The first story is McCarthy’s work with Allergan on the antibiotic dalbavancin, and his journey to learn how to write a protocol for a clinical trial and gain consent from often frightened and bewildered patients who show up in Emergency Rooms with methicillin-resistant Staph Aureus infections. His meandering style allows him to digress into the second story, which is a capsule history of the development of antibiotics, and the sometimes checkered history of human experimentation in medicine.

Sir Alexander Fleming, looking rather intense for the photographerBy Official photographer - is photograph TR 1468 from the collections of the Imperial War Museums., Public Domain, h…

Sir Alexander Fleming, looking rather intense for the photographer

By Official photographer - is photograph TR 1468 from the collections of the Imperial War Museums., Public Domain,

His history of antibiotic development includes well-known figures like Alexander Fleming, and the overlooked, like Elizabeth Lee Hazen and Rachel Brown, who developed nystatin, the first antifungal drug.

Elizabeth Lee Hazen and Rachel BrownBy Smithsonian Institution - Flickr: Elizabeth Lee Hazen (1888-1975) and Rachel Brown (1898-1980), No restrictions,

Elizabeth Lee Hazen and Rachel Brown

By Smithsonian Institution - Flickr: Elizabeth Lee Hazen (1888-1975) and Rachel Brown (1898-1980), No restrictions,

The book is probably worth it just for this well-done short summary of the powerhouses of modern pharmaceuticals [and more evidence for my theory that the greatest period of technological advancement in the twentieth century was between 1920-1950]

By the early 1950s, ninety percent of the prescriptions filled by patients were for drugs that had not even existed in 1938. pg 101 [citing Miracle Cure by William Rosen 2017]

However, you also get a good look at how medicine is practiced in the United States today, from the practitioner’s point-of-view. Physicians need to manage conflicts of interest, like the portion of McCarthy’s salary that is paid by Allergan and other corporations, patients that are bound and determined to pursue courses of treatment that the evidence doesn’t support, and the sheer soul-crushing burden of seeing so much suffering day-in and day-out.

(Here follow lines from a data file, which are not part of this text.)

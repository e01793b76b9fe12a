// SPDX-License-Identifier: PolyForm-Noncommercial-1.0.0
// Copyright (c) 2025 Sylvex. All rights reserved.

//! The connection manager.
//!
//! Owns the map of managed connections, the handler factory registry, the
//! parser engine, and a background idle-sweep task. A single readers-writer
//! lock guards the map: lookups take it shared, create/remove/sweep take it
//! exclusive. The manager never holds the lock across a storage call.

use std::collections::HashMap;
use std::sync::Arc;
use std::time::Duration;

use tokio::sync::RwLock;
use tokio::task::JoinHandle;
use tokio::time::Instant;
use tokio_util::sync::CancellationToken;

use manifold_core::handler::{HandlerConfig, HandlerFactory, HandlerRegistry};
use manifold_core::metrics::ConnectionMetricsSnapshot;
use manifold_core::retry::{ExponentialBackoff, RetryStrategy};
use manifold_core::storage::Storage;
use manifold_core::types::{
    ConnectionRecord, ConnectionStatus, DeviceData, FieldValue, Parser,
};
use manifold_modbus::factory::{RtuHandlerFactory, TcpHandlerFactory};
use manifold_parser::Engine;

use crate::connection::ManagedConnection;
use crate::error::{ManagerError, ManagerResult};

/// Connect attempts per `start` call.
pub const MAX_RETRIES: u32 = 3;

/// Backoff base delay between connect attempts.
pub const BASE_DELAY: Duration = Duration::from_secs(2);

/// Cap on the computed backoff delay.
pub const MAX_BACKOFF: Duration = Duration::from_secs(30);

/// Idle age beyond which a connection is evicted from the map.
pub const IDLE_TTL: Duration = Duration::from_secs(600);

/// Period of the background idle sweep.
pub const IDLE_SWEEP_INTERVAL: Duration = Duration::from_secs(300);

type ConnectionMap = HashMap<String, Arc<ManagedConnection>>;

// =============================================================================
// ManagerConfig
// =============================================================================

/// Tunables for the connection manager.
#[derive(Debug, Clone)]
pub struct ManagerConfig {
    /// Connect attempts per `start` call.
    pub max_retries: u32,
    /// Delay strategy between connect attempts.
    pub retry: RetryStrategy,
    /// Idle age beyond which connections are evicted.
    pub idle_ttl: Duration,
    /// Period of the background idle sweep.
    pub sweep_interval: Duration,
}

impl Default for ManagerConfig {
    fn default() -> Self {
        Self {
            max_retries: MAX_RETRIES,
            retry: RetryStrategy::Exponential(ExponentialBackoff::new(BASE_DELAY, MAX_BACKOFF)),
            idle_ttl: IDLE_TTL,
            sweep_interval: IDLE_SWEEP_INTERVAL,
        }
    }
}

// =============================================================================
// ConnectionManager
// =============================================================================

/// Lifecycle owner for all protocol handlers.
///
/// Construction registers the `modbus_tcp` and `modbus_rtu` factories and
/// spawns the idle sweeper; [`close`](Self::close) halts the sweeper and
/// disconnects everything.
pub struct ConnectionManager {
    connections: Arc<RwLock<ConnectionMap>>,
    registry: std::sync::RwLock<HandlerRegistry>,
    storage: Arc<dyn Storage>,
    engine: Engine,
    config: ManagerConfig,
    cancel: CancellationToken,
    sweeper: parking_lot::Mutex<Option<JoinHandle<()>>>,
}

impl ConnectionManager {
    /// Creates a manager with default tunables.
    pub fn new(storage: Arc<dyn Storage>) -> Self {
        Self::with_config(storage, ManagerConfig::default())
    }

    /// Creates a manager with explicit tunables.
    pub fn with_config(storage: Arc<dyn Storage>, config: ManagerConfig) -> Self {
        let mut registry = HandlerRegistry::new();
        registry.register(Box::new(TcpHandlerFactory::new()));
        registry.register(Box::new(RtuHandlerFactory::new()));

        let connections: Arc<RwLock<ConnectionMap>> = Arc::new(RwLock::new(HashMap::new()));
        let cancel = CancellationToken::new();

        let sweeper = Self::spawn_sweeper(
            Arc::clone(&connections),
            cancel.child_token(),
            config.sweep_interval,
            config.idle_ttl,
        );

        Self {
            connections,
            registry: std::sync::RwLock::new(registry),
            storage,
            engine: Engine::new(),
            config,
            cancel,
            sweeper: parking_lot::Mutex::new(Some(sweeper)),
        }
    }

    /// Registers (or replaces) a handler factory.
    pub fn register_factory(&self, factory: Box<dyn HandlerFactory>) {
        self.registry.write().unwrap().register(factory);
    }

    fn spawn_sweeper(
        connections: Arc<RwLock<ConnectionMap>>,
        token: CancellationToken,
        interval: Duration,
        ttl: Duration,
    ) -> JoinHandle<()> {
        tokio::spawn(async move {
            let mut ticker = tokio::time::interval(interval);
            ticker.set_missed_tick_behavior(tokio::time::MissedTickBehavior::Skip);
            // The first tick fires immediately; skip it so sweeps start one
            // full interval after boot.
            ticker.tick().await;

            loop {
                tokio::select! {
                    _ = token.cancelled() => break,
                    _ = ticker.tick() => {
                        Self::evict_idle(&connections, ttl).await;
                    }
                }
            }
        })
    }

    /// Evicts connections idle longer than `ttl`. Disconnect errors are
    /// swallowed; eviction is a runtime concern and never touches storage.
    async fn evict_idle(connections: &RwLock<ConnectionMap>, ttl: Duration) {
        let now = Instant::now();

        let evicted: Vec<Arc<ManagedConnection>> = {
            let mut map = connections.write().await;
            let stale: Vec<String> = map
                .iter()
                .filter(|(_, conn)| conn.idle_for(now) > ttl)
                .map(|(id, _)| id.clone())
                .collect();
            stale
                .into_iter()
                .filter_map(|id| map.remove(&id))
                .collect()
        };

        for conn in evicted {
            let idle = conn.idle_for(now);
            tracing::info!(
                connection = %conn.id(),
                idle_secs = idle.as_secs(),
                "Evicting idle connection"
            );
            if let Err(err) = conn.handler().disconnect().await {
                tracing::warn!(
                    connection = %conn.id(),
                    error = %err,
                    "Error disconnecting idle connection"
                );
            }
        }
    }

    /// Runs one idle sweep immediately.
    pub async fn sweep_idle_once(&self) {
        Self::evict_idle(&self.connections, self.config.idle_ttl).await;
    }

    async fn lookup(&self, id: &str) -> ManagerResult<Arc<ManagedConnection>> {
        self.connections
            .read()
            .await
            .get(id)
            .cloned()
            .ok_or_else(|| ManagerError::not_found(id))
    }

    // =========================================================================
    // Lifecycle Operations
    // =========================================================================

    /// Creates a managed connection from a descriptor: assigns a fresh id,
    /// persists the record, loads the attached parser, and builds (but does
    /// not connect) the handler.
    ///
    /// Returns the assigned connection id.
    pub async fn create(&self, mut record: ConnectionRecord) -> ManagerResult<String> {
        let id = uuid::Uuid::new_v4().to_string();
        record.id = id.clone();

        self.storage.create_connection(&record).await?;

        let parser: Option<Parser> = match &record.parser_id {
            Some(parser_id) => Some(self.storage.get_parser(parser_id).await?),
            None => None,
        };

        let handler = {
            let registry = self.registry.read().unwrap();
            if !registry.supports(record.kind) {
                return Err(ManagerError::unknown_protocol(record.kind.as_str()));
            }

            let handler_config = HandlerConfig::new(
                record.id.clone(),
                record.session_id.clone(),
                record.kind,
                record.name.clone(),
                record.config.clone(),
            );
            registry.create(&handler_config, self.cancel.child_token())?
        };

        let managed = Arc::new(ManagedConnection::new(handler, record, parser));
        self.connections.write().await.insert(id.clone(), managed);

        tracing::info!(connection = %id, "Connection created");
        Ok(id)
    }

    /// Connects a managed connection, retrying transient failures with
    /// exponential backoff (no sleep after the final attempt).
    pub async fn start(&self, id: &str) -> ManagerResult<()> {
        let conn = self.lookup(id).await?;
        conn.set_status(ConnectionStatus::Connecting);

        let mut last_error = None;
        for attempt in 0..self.config.max_retries {
            match conn.handler().connect().await {
                Ok(()) => {
                    conn.touch();
                    conn.set_status(ConnectionStatus::Connected);
                    tracing::info!(connection = %id, "Connection started");
                    return Ok(());
                }
                Err(err) => {
                    if !err.is_retryable() {
                        conn.set_error(&err);
                        return Err(err.into());
                    }

                    if attempt + 1 < self.config.max_retries {
                        let delay = self.config.retry.delay(attempt);
                        tracing::warn!(
                            connection = %id,
                            error = %err,
                            retry = attempt + 1,
                            delay_secs = delay.as_secs_f64(),
                            "Connect failed, retrying"
                        );
                        conn.bump_retries();
                        tokio::time::sleep(delay).await;
                    }
                    last_error = Some(err);
                }
            }
        }

        let err = last_error.expect("at least one connect attempt");
        conn.set_error(&err);
        tracing::error!(
            connection = %id,
            attempts = self.config.max_retries,
            error = %err,
            "Connection failed to start"
        );
        Err(err.into())
    }

    /// Disconnects a managed connection. Idempotent; unknown ids succeed.
    pub async fn stop(&self, id: &str) -> ManagerResult<()> {
        let conn = match self.lookup(id).await {
            Ok(conn) => conn,
            Err(_) => return Ok(()),
        };

        conn.handler().disconnect().await?;
        conn.touch();
        conn.set_status(ConnectionStatus::Disconnected);

        tracing::info!(connection = %id, "Connection stopped");
        Ok(())
    }

    /// Disconnects a connection, drops it from the map, and deletes its
    /// record from storage.
    pub async fn remove(&self, id: &str) -> ManagerResult<()> {
        let conn = match self.lookup(id).await {
            Ok(conn) => conn,
            Err(_) => return Ok(()),
        };

        conn.handler().disconnect().await?;
        self.connections.write().await.remove(id);
        self.storage.delete_connection(id).await?;

        tracing::info!(connection = %id, "Connection removed");
        Ok(())
    }

    // =========================================================================
    // Data Path
    // =========================================================================

    /// Reads pending bytes from the connection and decodes them with the
    /// attached parser. Without a parser the bytes come back under
    /// `{"raw": {"data": <lossy utf-8>}}`.
    pub async fn read_and_parse(&self, id: &str) -> ManagerResult<DeviceData> {
        let conn = self.lookup(id).await?;

        let data = conn.handler().read_raw().await?;
        conn.touch();

        match conn.parser() {
            Some(parser) => Ok(self.engine.parse(parser, &data)?),
            None => {
                let mut fields = HashMap::new();
                fields.insert(
                    "data".to_string(),
                    FieldValue::Text(String::from_utf8_lossy(&data).into_owned()),
                );
                let mut result = HashMap::new();
                result.insert("raw".to_string(), fields);
                Ok(result)
            }
        }
    }

    // =========================================================================
    // Introspection
    // =========================================================================

    /// Returns the managed connection wrapper for direct handler access.
    pub async fn get(&self, id: &str) -> ManagerResult<Arc<ManagedConnection>> {
        self.lookup(id).await
    }

    /// Returns a connection's metrics snapshot.
    pub async fn metrics(&self, id: &str) -> ManagerResult<ConnectionMetricsSnapshot> {
        Ok(self.lookup(id).await?.handler().metrics())
    }

    /// Lists all managed connection records with live status.
    pub async fn list(&self) -> Vec<ConnectionRecord> {
        self.connections
            .read()
            .await
            .values()
            .map(|conn| conn.record())
            .collect()
    }

    /// Number of managed connections.
    pub async fn len(&self) -> usize {
        self.connections.read().await.len()
    }

    /// Returns `true` if no connections are managed.
    pub async fn is_empty(&self) -> bool {
        self.connections.read().await.is_empty()
    }

    // =========================================================================
    // Shutdown
    // =========================================================================

    /// Halts the sweeper, disconnects every handler, and clears the map.
    /// Disconnection errors are aggregated rather than short-circuiting.
    pub async fn close(&self) -> ManagerResult<()> {
        self.cancel.cancel();

        if let Some(sweeper) = self.sweeper.lock().take() {
            sweeper.await.ok();
        }

        let drained: Vec<Arc<ManagedConnection>> = {
            let mut map = self.connections.write().await;
            map.drain().map(|(_, conn)| conn).collect()
        };

        let mut errors = Vec::new();
        for conn in drained {
            if let Err(err) = conn.handler().disconnect().await {
                errors.push(format!("connection '{}': {}", conn.id(), err));
            }
        }

        tracing::info!(errors = errors.len(), "Connection manager closed");

        if errors.is_empty() {
            Ok(())
        } else {
            Err(ManagerError::Shutdown { errors })
        }
    }

    #[cfg(test)]
    pub(crate) fn clear_factories(&self) {
        *self.registry.write().unwrap() = HandlerRegistry::new();
    }
}

impl std::fmt::Debug for ConnectionManager {
    fn fmt(&self, f: &mut std::fmt::Formatter<'_>) -> std::fmt::Result {
        f.debug_struct("ConnectionManager")
            .field("registry", &self.registry.read().unwrap())
            .finish()
    }
}

// =============================================================================
// Tests
// =============================================================================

We Americans expect our doctors to be superhuman: to work without rest, to diagnose without fail, and resist the siren call of wealth. Doctors receive enormous deference for our unrealistic expectations, but a subtext of McCarthy’s book is the toll this takes on our often genuinely selfless and dedicated physicians. Who do in fact accept honoraria and speaking fees from pharmaceutical companies and miss their children while they work long hours.

Another interesting aspect of American medical practice is its insularity. Nearly every reference in McCarthy’s book is from a medical journal, which is the mental world of most physicians. However, medicine might progress faster if physicians were to be a little bit more widely read. For example, McCarthy devotes a fair bit of space to the research of Vincent Fischetti, who isolates enzymes from bacteriophages. But phage therapy was a thing before antibiotics were invented, and was largely forgotten in the initial enthusiasm for antibiotics. Phages and adjacent technologies would be a useful adjunct to antibiotics, but medicine, meaning mostly expert physician opinion, has been pointedly disinterested for seventy years or more. I appreciate that McCarthy is trying to do something about that, but reading and citing mostly medical journals is only going to perpetuate the attitude that pushed useful therapies aside because it wasn’t the hot new thing, or because it came from the wrong field.

All in all, I enjoyed this book. I think McCarthy did a fine job making the history of antibiotics accessible, and was remarkably honest about himself and his field, frankly admitting the challenges physicians face today. This book could have been dry, but it wasn’t, so I am willing to embrace the rapid alternation between the present and the past. McCarthy made this style work. One can learn a lot about the world, past and present, from this book.

In a final note, there is a short letter tucked in my review copy that public results for McCarthy’s dalba study are expected on or around May 21st, just under a week from the publication of this review. I hope everything went well, because I like having options when the bacteria evolve faster than us.